In Fame d’amore, la scrittrice Fabiola De Clercq– che in prima persona ha sofferto di questo disturbo- spiega la contraddizione di questa malattia: la persona bulimica, infatti, “è posseduta dalla brama di mangiare tutto ciò che trova, in modo automatico, seriale, e insieme nutre l’ideale anoressico del corpo magro, in cui è certa di trovare la soluzione del suo disagio”. Il fortissimo desiderio di estrema magrezza, quindi, viene infranto dall’individuo stesso che lo prova. Scatta allora la punizione.
Tuttavia, non sempre chi ha questo disturbo alimentare desidera un corpo esile, gracile. Talvolta trasferisce le proprie frustrazioni e sofferenze sull’alimentazione. Quest’ultima è tangibile, riesce dunque a concretizzare problemi o disagi insiti nella nostra mente. La sensazione di sazietà opprimente alla fine dell’abbuffata può essere la prova che stiamo male davvero.

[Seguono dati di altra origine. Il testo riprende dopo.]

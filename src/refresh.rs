use time::PrimitiveDateTime;

use crate::{
    cache::ImageCache,
    composite::{Frame, Surface, render},
    error::DriftwallResult,
    schedule::{Event, Timeline},
    scheduler::{ScheduleResult, resolve},
};

/// Drives one wallpaper: schedule resolution, image residency, compositing.
///
/// Deliberately free of any event loop. A timer, a test harness, or a manual
/// step function calls [`tick`](Self::tick) on its own cadence (a coarse
/// re-poll, not an event-precise wake-up) and [`redraw`](Self::redraw) when
/// the surface is exposed or resized. Everything runs synchronously on the
/// caller's thread; the loop is the sole owner of the cache and of the
/// last-known schedule position.
pub struct RefreshLoop {
    timeline: Timeline,
    cache: ImageCache,
    last: Option<ScheduleResult>,
}

impl RefreshLoop {
    /// Build the loop and immediately resolve the schedule against `now`, so
    /// the first frame reflects the current clock rather than the first
    /// timer tick.
    pub fn new(timeline: Timeline, cache_capacity: usize, now: PrimitiveDateTime) -> Self {
        let last = match resolve(&timeline, now) {
            Ok(result) => Some(result),
            Err(err) => {
                tracing::warn!(%err, "initial schedule resolve failed");
                None
            }
        };
        Self {
            timeline,
            cache: ImageCache::new(cache_capacity),
            last,
        }
    }

    pub fn timeline(&self) -> &Timeline {
        &self.timeline
    }

    pub fn last_known(&self) -> Option<ScheduleResult> {
        self.last
    }

    /// Timer trigger: re-resolve the schedule, pull the frame's image(s)
    /// through the cache, composite, and remember the result for redraws.
    ///
    /// Returns `Ok(true)` when a frame was rendered. Per-tick failures (a
    /// degenerate schedule, one undecodable image) are logged and recovered
    /// by keeping the previously rendered frame; they yield `Ok(false)` and
    /// never abort playback.
    pub fn tick(&mut self, now: PrimitiveDateTime, surface: &mut Surface) -> DriftwallResult<bool> {
        let result = match resolve(&self.timeline, now) {
            Ok(result) => result,
            Err(err) if err.is_recoverable() => {
                tracing::warn!(%err, "skipping tick");
                return Ok(false);
            }
            Err(err) => return Err(err),
        };

        match self.composite(result, surface) {
            Ok(()) => {
                self.last = Some(result);
                Ok(true)
            }
            Err(err) if err.is_recoverable() => {
                tracing::warn!(%err, index = result.index, "keeping previous frame");
                Ok(false)
            }
            Err(err) => Err(err),
        }
    }

    /// Exposure/resize trigger: re-composite from the last-known schedule
    /// position and the resident images, without re-running the scheduler.
    /// Presentation events must not shift which event is considered active.
    pub fn redraw(&mut self, surface: &mut Surface) -> DriftwallResult<bool> {
        let Some(result) = self.last else {
            tracing::debug!("redraw requested before any resolved frame");
            return Ok(false);
        };

        match self.composite(result, surface) {
            Ok(()) => Ok(true),
            Err(err) if err.is_recoverable() => {
                tracing::warn!(%err, index = result.index, "redraw skipped");
                Ok(false)
            }
            Err(err) => Err(err),
        }
    }

    fn composite(&mut self, result: ScheduleResult, surface: &mut Surface) -> DriftwallResult<()> {
        let Some(event) = self.timeline.get(result.index).cloned() else {
            // Stale index can only mean the schedule degenerated underneath
            // us; treat it like a skipped tick.
            return Err(crate::DriftwallError::DegenerateSchedule);
        };

        match &event {
            Event::Static { file, .. } => {
                let img = self.cache.get_or_load(file)?;
                render(surface, &Frame::Single(&img));
            }
            Event::Transition { from, to, .. } => {
                let from = self.cache.get_or_load(from)?;
                let to = self.cache.get_or_load(to)?;
                let progress = event.progress(result.elapsed_in_event).unwrap_or(1.0);
                render(
                    surface,
                    &Frame::Blend {
                        from: &from,
                        to: &to,
                        progress,
                    },
                );
            }
        }
        Ok(())
    }
}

Le crisi bulimiche sono indescrivibili tanta è la sofferenza che le caratterizza. Una volta innescate, talora anche da minime trasgressioni, la persona entra in uno stato di trance. “Pensa” solo ad ingurgitare quanto può: cibi cotti, crudi, congelati, con la carta o avariati senza la preoccupazione per il dopo. “Nei primi dieci minuti spesso non ci si rende neanche conto di mangiare”; dopodichè “è come ritrovarsi al volante di un’automobile lanciata in piena corsa”, spiega la De Clercq nel sopracitato libro, “e rendersi conto dopo pochi minuti che i freni, lo sterzo, il cambio non funzionano. L’unica possibilità è andare avanti lungo un percorso obbligato”. L’atto di procurarsi il vomito che segue è estremamente violento e via via più doloroso, perché il corpo è sempre più disabilitato da questa pratica. Ma questo è nulla rispetto all’angoscia che attanaglia una persona che, dopo una crisi, sa che non può non farlo. Il meccanismo che si innesca, infatti, è come quello della tossicodipendenza.
Tantissime persone vivono in questo incubo. Noi cosa possiamo fare? Non sarebbe semplice stilare una lista delle possibili cause riconducibili alla bulimia, perchè sono estremamente soggettive, come le soluzioni. Certo è che dietro questi comportamenti c’è una profonda sofferenza che ha bisogno di essere presa sul serio. In particolare, come già accennato, si tratta di un DCA estremamente subdolo, quindi è possibile avere accanto persone che ne soffrono e non averne la minima idea. Non mostra molti segnali, ma quelli che dà possono essere davvero determinanti. Ascoltare se stessi è importante, ma per creare una società compatta bisogna prestare attenzione anche a ciò che dicono gli altri. Essere sensibili e solidali. L’amore e la gentilezza, nelle loro forme più pure, possono davvero aiutare chi soffre di disturbi alimentari ad appigliarsi ad altro e a rivedere la luce del sole.